-- Opening Marker --
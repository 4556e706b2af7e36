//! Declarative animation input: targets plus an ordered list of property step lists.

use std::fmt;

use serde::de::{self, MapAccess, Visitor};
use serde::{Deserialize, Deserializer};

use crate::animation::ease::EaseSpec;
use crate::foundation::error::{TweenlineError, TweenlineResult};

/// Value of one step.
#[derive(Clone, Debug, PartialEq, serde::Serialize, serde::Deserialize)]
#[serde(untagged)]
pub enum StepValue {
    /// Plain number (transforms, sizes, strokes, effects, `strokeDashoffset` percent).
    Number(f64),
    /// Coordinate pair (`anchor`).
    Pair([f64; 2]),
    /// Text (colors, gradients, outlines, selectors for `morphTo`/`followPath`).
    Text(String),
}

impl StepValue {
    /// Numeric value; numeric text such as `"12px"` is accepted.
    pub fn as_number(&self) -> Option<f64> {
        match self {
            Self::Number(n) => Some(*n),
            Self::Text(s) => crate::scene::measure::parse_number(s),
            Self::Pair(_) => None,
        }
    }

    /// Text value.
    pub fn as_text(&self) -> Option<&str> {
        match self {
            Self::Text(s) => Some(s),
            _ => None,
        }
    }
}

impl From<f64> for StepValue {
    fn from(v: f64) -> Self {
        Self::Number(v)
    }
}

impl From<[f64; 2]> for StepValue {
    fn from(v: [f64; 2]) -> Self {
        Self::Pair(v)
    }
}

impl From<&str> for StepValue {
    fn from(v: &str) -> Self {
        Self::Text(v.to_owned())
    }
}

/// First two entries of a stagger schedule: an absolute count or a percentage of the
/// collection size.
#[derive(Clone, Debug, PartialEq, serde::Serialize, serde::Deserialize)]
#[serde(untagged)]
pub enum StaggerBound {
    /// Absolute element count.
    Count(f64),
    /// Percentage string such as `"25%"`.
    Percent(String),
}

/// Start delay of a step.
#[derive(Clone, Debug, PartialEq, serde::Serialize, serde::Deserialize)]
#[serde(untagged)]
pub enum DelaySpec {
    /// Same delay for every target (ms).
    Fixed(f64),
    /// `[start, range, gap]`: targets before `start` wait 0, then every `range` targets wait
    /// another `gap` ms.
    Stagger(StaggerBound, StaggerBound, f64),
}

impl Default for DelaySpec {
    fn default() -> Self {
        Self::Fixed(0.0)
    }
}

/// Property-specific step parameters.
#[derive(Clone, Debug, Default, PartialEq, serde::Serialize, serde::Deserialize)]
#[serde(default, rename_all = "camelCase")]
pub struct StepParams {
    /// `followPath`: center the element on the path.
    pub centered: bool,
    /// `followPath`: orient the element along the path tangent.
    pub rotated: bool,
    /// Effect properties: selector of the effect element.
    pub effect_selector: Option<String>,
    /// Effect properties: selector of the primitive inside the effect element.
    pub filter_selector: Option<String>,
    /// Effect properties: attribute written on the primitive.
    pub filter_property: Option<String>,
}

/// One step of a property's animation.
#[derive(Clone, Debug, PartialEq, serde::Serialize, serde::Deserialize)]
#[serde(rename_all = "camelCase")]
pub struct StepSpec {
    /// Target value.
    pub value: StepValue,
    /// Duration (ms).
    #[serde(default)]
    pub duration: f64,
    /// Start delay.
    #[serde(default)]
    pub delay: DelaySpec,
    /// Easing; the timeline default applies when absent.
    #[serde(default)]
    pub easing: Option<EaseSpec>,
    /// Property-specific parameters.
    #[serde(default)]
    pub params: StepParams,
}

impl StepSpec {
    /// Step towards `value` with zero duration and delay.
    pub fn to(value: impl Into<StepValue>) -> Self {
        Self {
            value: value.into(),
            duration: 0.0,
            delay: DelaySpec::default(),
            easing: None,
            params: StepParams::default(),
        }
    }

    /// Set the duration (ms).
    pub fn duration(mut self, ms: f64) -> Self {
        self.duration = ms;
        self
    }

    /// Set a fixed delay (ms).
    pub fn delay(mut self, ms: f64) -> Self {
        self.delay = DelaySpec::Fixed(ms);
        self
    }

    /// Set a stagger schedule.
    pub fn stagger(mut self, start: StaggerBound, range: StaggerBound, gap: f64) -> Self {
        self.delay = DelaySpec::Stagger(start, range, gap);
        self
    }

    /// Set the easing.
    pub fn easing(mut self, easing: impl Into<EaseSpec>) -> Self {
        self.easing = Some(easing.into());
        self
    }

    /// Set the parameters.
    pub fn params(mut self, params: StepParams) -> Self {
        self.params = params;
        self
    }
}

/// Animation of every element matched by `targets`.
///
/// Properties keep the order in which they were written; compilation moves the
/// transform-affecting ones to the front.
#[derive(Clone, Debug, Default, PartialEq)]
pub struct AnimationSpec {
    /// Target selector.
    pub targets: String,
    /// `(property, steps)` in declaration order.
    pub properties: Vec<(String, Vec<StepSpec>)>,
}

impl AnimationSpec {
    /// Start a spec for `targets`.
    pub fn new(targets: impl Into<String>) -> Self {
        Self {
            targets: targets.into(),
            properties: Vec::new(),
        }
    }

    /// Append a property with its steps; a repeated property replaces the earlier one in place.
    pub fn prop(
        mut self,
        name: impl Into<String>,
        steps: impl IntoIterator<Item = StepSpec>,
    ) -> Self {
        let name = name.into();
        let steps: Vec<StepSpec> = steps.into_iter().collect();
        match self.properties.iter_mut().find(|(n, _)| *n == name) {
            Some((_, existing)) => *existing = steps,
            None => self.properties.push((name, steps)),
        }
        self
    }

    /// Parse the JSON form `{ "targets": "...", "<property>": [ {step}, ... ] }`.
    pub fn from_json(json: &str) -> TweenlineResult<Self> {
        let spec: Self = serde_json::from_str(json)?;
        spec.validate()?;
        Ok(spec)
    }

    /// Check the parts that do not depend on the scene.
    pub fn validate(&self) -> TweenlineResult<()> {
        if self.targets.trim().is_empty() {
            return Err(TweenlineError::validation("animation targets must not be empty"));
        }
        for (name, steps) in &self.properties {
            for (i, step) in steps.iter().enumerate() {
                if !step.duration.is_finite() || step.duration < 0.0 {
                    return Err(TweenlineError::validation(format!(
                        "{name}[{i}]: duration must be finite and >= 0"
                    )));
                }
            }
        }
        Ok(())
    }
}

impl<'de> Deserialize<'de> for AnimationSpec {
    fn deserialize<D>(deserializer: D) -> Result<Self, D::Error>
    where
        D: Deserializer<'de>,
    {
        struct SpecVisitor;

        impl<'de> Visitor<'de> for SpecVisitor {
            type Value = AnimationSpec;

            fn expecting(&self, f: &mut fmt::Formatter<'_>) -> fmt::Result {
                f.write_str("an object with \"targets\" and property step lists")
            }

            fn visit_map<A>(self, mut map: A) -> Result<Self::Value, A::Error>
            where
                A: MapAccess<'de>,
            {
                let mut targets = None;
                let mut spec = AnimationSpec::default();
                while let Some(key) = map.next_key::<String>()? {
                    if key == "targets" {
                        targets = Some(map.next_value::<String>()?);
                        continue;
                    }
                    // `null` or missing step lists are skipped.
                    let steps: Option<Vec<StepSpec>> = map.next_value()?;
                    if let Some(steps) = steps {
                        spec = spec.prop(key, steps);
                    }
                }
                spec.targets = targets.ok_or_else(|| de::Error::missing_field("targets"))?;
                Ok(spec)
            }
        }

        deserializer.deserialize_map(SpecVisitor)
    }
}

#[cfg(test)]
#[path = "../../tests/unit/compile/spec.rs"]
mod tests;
-- Closing Marker --
-- Opening Marker --
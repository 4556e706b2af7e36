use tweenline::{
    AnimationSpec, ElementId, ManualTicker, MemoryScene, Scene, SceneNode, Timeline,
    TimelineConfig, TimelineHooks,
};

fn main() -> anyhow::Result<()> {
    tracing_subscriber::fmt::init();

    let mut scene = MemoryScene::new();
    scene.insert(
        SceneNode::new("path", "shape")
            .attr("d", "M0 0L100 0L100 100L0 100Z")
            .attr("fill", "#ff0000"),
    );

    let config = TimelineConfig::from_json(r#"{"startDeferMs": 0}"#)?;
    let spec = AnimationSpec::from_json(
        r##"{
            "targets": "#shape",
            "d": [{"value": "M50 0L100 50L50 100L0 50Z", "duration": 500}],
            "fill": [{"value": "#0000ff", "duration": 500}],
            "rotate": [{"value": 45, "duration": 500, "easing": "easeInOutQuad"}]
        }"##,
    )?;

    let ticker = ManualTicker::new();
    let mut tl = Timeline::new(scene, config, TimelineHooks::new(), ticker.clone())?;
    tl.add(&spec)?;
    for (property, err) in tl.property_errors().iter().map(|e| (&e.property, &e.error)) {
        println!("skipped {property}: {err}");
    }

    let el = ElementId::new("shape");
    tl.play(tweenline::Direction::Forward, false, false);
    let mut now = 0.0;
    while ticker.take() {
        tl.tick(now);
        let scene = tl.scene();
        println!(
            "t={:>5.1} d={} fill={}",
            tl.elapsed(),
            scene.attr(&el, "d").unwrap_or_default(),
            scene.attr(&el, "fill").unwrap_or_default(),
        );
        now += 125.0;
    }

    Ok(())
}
-- Closing Marker --
*Task directions*
From the listing above, copy all lines holding the word "camelCase".

*Written answer*
#[serde(default, rename_all = "camelCase")]
#[serde(rename_all = "camelCase")]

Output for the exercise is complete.